DE DIERENRECHTEN-PRAATGROEP
VAN DE BVD
Op zondag
25 maart, midden in de MKZ-crisis gaat een groot deel van de grootste
Nederlandse varkensslachterij in Boxtel in vlammen op. Naar later blijkt
een, wat uit de hand gelopen, actie van het Dierenbevrijdingsfront. In
diezelfde periode probeert de BVD een informant te werven in Nijmegen.
De jongeman moet infiltreren in kringen van radicale dierenrechtenactivisten.
De beoogde informant zou voor de BVD echter niet de daders van acties
als in Boxtel - liefst van tevoren - hoeven aan te wijzen. Of toch?
Op dinsdag
6 maart wordt de vader van Frans, een achttienjarige Nijmeegse activist,
gebeld door ene Smids van de Nijmeegse politie. Smids wil eens praten.
'Is het over mijn zoon?' 'Ja, inderdaad betreft het uw zoon, kan ik vandaag
nog langs komen.' Die middag verschijnt Smids bij Frans' vader, ook woonachtig
in Nijmegen, met een alarmerend verhaal. De politieman, medewerker bij
een speciale inlichtingendienst, en de zijnen maken zich ernstige zorgen
over Frans.

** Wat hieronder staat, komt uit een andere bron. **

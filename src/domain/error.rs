//! Unified error type for the domain layer
//!
//! Every precondition and invariant check in the data model reports through
//! `DomainError`; callers (the form/dialog layer) surface the message and
//! re-prompt. Nothing in the domain panics on bad input.

use thiserror::Error;

/// Unified error type for domain operations
#[derive(Debug, Error, Clone)]
pub enum DomainError {
    /// A precondition on a single field is violated (blank name, negative
    /// duration, negative coordinate, minimum above maximum)
    #[error("invalid argument: {0}")]
    InvalidArgument(String),

    /// An identifier does not resolve in the collection it is looked up
    /// against
    #[error("{entity_type} not found: {id}")]
    NotFound {
        entity_type: &'static str,
        id: String,
    },

    /// A structural invariant spanning multiple fields would be broken
    #[error("integrity violation: {0}")]
    IntegrityViolation(String),
}

impl DomainError {
    /// Create an invalid-argument error for a single-field precondition
    /// violation.
    pub fn invalid_argument(msg: impl Into<String>) -> Self {
        Self::InvalidArgument(msg.into())
    }

    /// Create a not-found error for an identifier that failed to resolve.
    pub fn not_found(entity_type: &'static str, id: impl ToString) -> Self {
        Self::NotFound {
            entity_type,
            id: id.to_string(),
        }
    }

    /// Create an integrity-violation error for a broken structural invariant.
    pub fn integrity(msg: impl Into<String>) -> Self {
        Self::IntegrityViolation(msg.into())
    }
}
//! Domain entities - Validated records owned by the escape game

mod countdown;
mod hint;
mod physical_element;
mod problem;

pub use countdown::Countdown;
pub use hint::Hint;
pub use physical_element::{ElementState, PhysicalElement, StateSet};
pub use problem::Problem;
//! Element type tags and the preset state catalog

use serde::{Deserialize, Serialize};

/// The type of a physical element
///
/// Common escape-room object kinds get their own tag; anything else is
/// `Custom`.
#[derive(Debug, Clone, Copy, PartialEq, Eq, Hash, Serialize, Deserialize)]
#[serde(rename_all = "snake_case")]
pub enum ElementType {
    Room,
    Door,
    Key,
    Lock,
    Player,
    Staff,
    Custom,
}

impl ElementType {
    pub fn display_name(&self) -> &'static str {
        match self {
            Self::Room => "Room",
            Self::Door => "Door",
            Self::Key => "Key",
            Self::Lock => "Lock",
            Self::Player => "Player",
            Self::Staff => "Staff",
            Self::Custom => "Custom",
        }
    }

    /// Preset states commonly given to elements of this type.
    ///
    /// Editing surfaces use these to pre-populate the state list of a newly
    /// created element; the catalog itself carries no identifiers and no
    /// game-specific data.
    pub fn preset_states(&self) -> &'static [StatePreset] {
        match self {
            Self::Door => DOOR_PRESETS,
            Self::Lock => LOCK_PRESETS,
            _ => &[],
        }
    }
}

/// A template for a state an element of a given type usually has
#[derive(Debug, Clone, Copy, PartialEq, Eq)]
pub struct StatePreset {
    pub name: &'static str,
    pub description: &'static str,
}

const DOOR_PRESETS: &[StatePreset] = &[
    StatePreset {
        name: "Locked",
        description: "The door is locked and cannot be opened.",
    },
    StatePreset {
        name: "Unlocked",
        description: "The door is unlocked and can be opened.",
    },
];

const LOCK_PRESETS: &[StatePreset] = &[
    StatePreset {
        name: "Locked",
        description: "The lock is engaged.",
    },
    StatePreset {
        name: "Unlocked",
        description: "The lock is released.",
    },
];
//! Serde support for chrono durations
//!
//! `chrono::Duration` carries no serde impls of its own; the wire format here
//! is whole seconds, which is all the precision countdowns and duration
//! estimates need.

/// Serialize a `chrono::Duration` field as a number of seconds.
pub mod duration_seconds {
    use chrono::Duration;
    use serde::{Deserialize, Deserializer, Serializer};

    pub fn serialize<S>(duration: &Duration, serializer: S) -> Result<S::Ok, S::Error>
    where
        S: Serializer,
    {
        serializer.serialize_i64(duration.num_seconds())
    }

    pub fn deserialize<'de, D>(deserializer: D) -> Result<Duration, D::Error>
    where
        D: Deserializer<'de>,
    {
        let seconds = i64::deserialize(deserializer)?;
        Duration::try_seconds(seconds)
            .ok_or_else(|| serde::de::Error::custom(format!("duration out of range: {seconds}s")))
    }
}

/// Serialize an `Option<chrono::Duration>` field as a number of seconds.
pub mod duration_seconds_opt {
    use chrono::Duration;
    use serde::{Deserialize, Deserializer, Serializer};

    pub fn serialize<S>(duration: &Option<Duration>, serializer: S) -> Result<S::Ok, S::Error>
    where
        S: Serializer,
    {
        match duration {
            Some(d) => serializer.serialize_i64(d.num_seconds()),
            None => serializer.serialize_none(),
        }
    }

    pub fn deserialize<'de, D>(deserializer: D) -> Result<Option<Duration>, D::Error>
    where
        D: Deserializer<'de>,
    {
        Option::<i64>::deserialize(deserializer)?
            .map(|seconds| {
                Duration::try_seconds(seconds).ok_or_else(|| {
                    serde::de::Error::custom(format!("duration out of range: {seconds}s"))
                })
            })
            .transpose()
    }
}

Deze zou zich met mensen inlaten die op het verkeerde pad
zitten en hij loopt het risico zich door die lieden te laten meeslepen.
Het zou goed zijn als Frans zelf eens met de politie spreekt. Dat zou
dan onder meer moeten gaan over een 'front' waarmee Frans in contact zou
staan. Of pa maar even wil bemiddelen. Frans krijgt enkele dagen later
van zijn vader het door Smids opgegeven telefoonnummer bij de Nijmeegse
politie.
Op donderdag
15 maart, om 12.30 uur, besluit Frans maar eens contact op te nemen met
de mysterieuze politieman Smids. Niet omdat hij, als rechtgeaarde activist,
nu zo graag met de politie praat. Wel wil hij weten wie Smids is, bij
wat voor inlichtingendienst hij werkt en - belangrijker - wat hij van
hem wil en waarom. De telefoon wordt opgenomen door 'René', liever
geen achternaam: Smids blijkt niet aanwezig en Frans moet het maandag
nog maar eens proberen. Zo gezegd zo gedaan. Het gesprek levert echter
weinig duidelijkheid:
Smids: '6283,
goeie dag'
Frans: 'Hallo
met Frans, ik ben op zoek naar Smids'
Smids: 'Daar
spreek je mee'
Frans: 'O,
jij bent pas bij mijn vader langs geweest'
Smids: 'Ja
dat klopt'
Frans: 'En
je vroeg of ik terug wou bellen, dus ja, bij deze'
Smids: 'Ja,
je vader had je verteld waar het over ging hè?'
Frans: 'Ja,
hij kon het zich niet zo goed herinneren, hij wist dat jij met mij wou
praten of zo'
Smids: 'Ja
dat klopt, ik wil graag een vertrouwelijk gesprek met je voeren. En ik
weet niet of dat mogelijk is, maar ik wil graag een afspraak met je maken
als dat kan'
Frans: 'Ja,
ik twijfel nog wel een beetje, ik vraag me af waarom je met mij wil praten'
Smids: 'Waarom
ik met jou wil praten? Ja, dat wil ik je natuurlijk heel graag in dat
vertrouwelijk gesprek vertellen, want ik vind het lastig dat aan de telefoon
te doen. Het is verder niet zo'n groot probleem hoor'.
Frans: 'En
wat is de bedoeling van dat gesprek?'
Smids: 'Nou
dan wil ik wat aan je vragen. Het is dus echt een vertrouwelijk gesprek.
Waar ik dus over de telefoon geen mededelingen over kan doen. Het is aan
jou de vraag natuurlijk of je wil ja dan nee. Zou het donderdagavond kunnen
en kun je dan naar het bureau komen?'
Frans: 'Ja,
liever niet, kunnen we niet gewoon in een kroeg afspreken?'
Smids: 'Nou
dat is een beetje lastig voor mij. Zeker gezien het vertrouwelijke karakter
natuurlijk, wil ik daar ook een beetje voorzichtig mee zijn'
Smids stelt
voor dat hij Frans ergens zal oppikken met de auto.
Frans: 'En
komen er dan nog meer mensen, of alleen wij twee?'
Smids: 'Nou
ik vermoed dat ik alleen kom, maar misschien dat er een collega mee komt,
maar dat weet ik nog niet zeker'
Frans: 'En
dan wou je me oppikken of zo?'
Smids: 'Ja,
dat lijkt me het makkelijkst
Frans: 'Ik
vind oppikken een beetje eng'
Smids: 'Ja
dat snap ik wel, maar op het moment dat ik je tref zal ik me direct legitimeren.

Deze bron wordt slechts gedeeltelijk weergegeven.